Given the large number of meters in a distribution network (tens of millions or more) and the very high sampling frequency required for ensuring measurement accuracy, the “time-driven” method known in the art cannot be used by the network in real time because of the excessive volume of data that would otherwise be created. In order to reduce the data traffic, the meter accumulates the integral sums of the energy into its own internal memory, which task requires some time Δt=[ti−ti−1] that causes a natural delay in the communication with the network. For consolidating and communicating energy measurements in the network, a rather long time interval is therefore chosen, e.g., fifteen minutes. Depending on the implementation, which may vary according to the network's size, these “pseudo-measurements” may be (since they are averages) either transmitted immediately to the control computer or accumulated into the local memory of the measuring device and then transmitted in delayed mode, e.g., at the end of the day, week or month. Thus, some significant measurements may be lost, i.e., those indicating the actual energy distribution in the network; therefore, energy flow changes are not traced, while the network node equipped with such a meter remains unmonitored throughout the time period Δt. This makes it impossible to know the actual trend of the flow of energy, preventing a timely control of the entire network or a portion thereof.

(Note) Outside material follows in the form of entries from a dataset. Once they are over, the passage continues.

//! Core types and label format helpers

use serde::{Deserialize, Serialize};

/// Marker string fastText prepends to class labels in its training and
/// output format, e.g. `__label__en`.
pub const LABEL_PREFIX: &str = "__label__";

/// One entry of a top-k language prediction.
///
/// The label is the bare language code (`en`, `fr`, ...) with the marker
/// prefix already stripped, and the confidence is the softmax probability
/// rounded for presentation.
#[derive(Debug, Clone, PartialEq, Serialize, Deserialize)]
pub struct LanguagePrediction {
    /// Language code predicted by the model
    pub lang_code: String,

    /// Probability assigned to this label (0.0-1.0)
    pub confidence: f32,
}

impl LanguagePrediction {
    /// Create a prediction from a raw model label and probability
    pub fn from_raw(label: &str, prob: f32) -> Self {
        Self {
            lang_code: strip_label(label).to_string(),
            confidence: round_confidence(prob),
        }
    }
}

/// Prepend the label marker to a language code, producing the model's
/// native training-format label.
pub fn format_label(code: &str) -> String {
    format!("{LABEL_PREFIX}{code}")
}

/// Strip the label marker from a model output label. Labels without the
/// marker are returned unchanged.
pub fn strip_label(label: &str) -> &str {
    label.strip_prefix(LABEL_PREFIX).unwrap_or(label)
}

/// Round a probability to 4 decimal places for wire and console output.
///
/// fastText's softmax output can overshoot 1.0 by a ulp, so the value is
/// clamped before rounding.
pub fn round_confidence(p: f32) -> f32 {
    (p.clamp(0.0, 1.0) * 10_000.0).round() / 10_000.0
}

#[cfg(test)]
mod tests {
    use super::*;

    #[test]
    fn test_format_label() {
        assert_eq!(format_label("en"), "__label__en");
        assert_eq!(format_label("zh-cn"), "__label__zh-cn");
    }

    #[test]
    fn test_strip_label() {
        assert_eq!(strip_label("__label__fr"), "fr");
        assert_eq!(strip_label("fr"), "fr");
        assert_eq!(strip_label("__label__"), "");
    }

    #[test]
    fn test_round_confidence() {
        assert_eq!(round_confidence(0.987654), 0.9877);
        assert_eq!(round_confidence(1.00001), 1.0);
        assert_eq!(round_confidence(-0.1), 0.0);
    }

    #[test]
    fn test_prediction_from_raw() {
        let p = LanguagePrediction::from_raw("__label__de", 0.123456);
        assert_eq!(p.lang_code, "de");
        assert_eq!(p.confidence, 0.1235);
    }
}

According to the prior art, locally measured values can be transmitted in the network in two modes:                in “time-driven” mode with the series of measurements (“pseudo-measurements”) {ETDM1, ETDM2, ETDM3, . . . , ETDMi}, by using infrequent time sampling;        in “event-driven” mode with the series of measurements {EEDM1, EEDM2, EEDM3, . . . , ETDMi} in real time. In this case, these are actual measurements which are sent in compressed form upon every significant change in the flow, observing and eliminating any adjacent duplicates.        
This approach offers the advantage of reducing the amount of data transmitted in the network, thus making it possible to use meters for the same purposes as those offered by SCADA systems assisted by PMU-type devices. However, since it only provides differential values, there is a risk that some data packets will be lost, so that the period following the one during which the loss has occurred cannot be observed.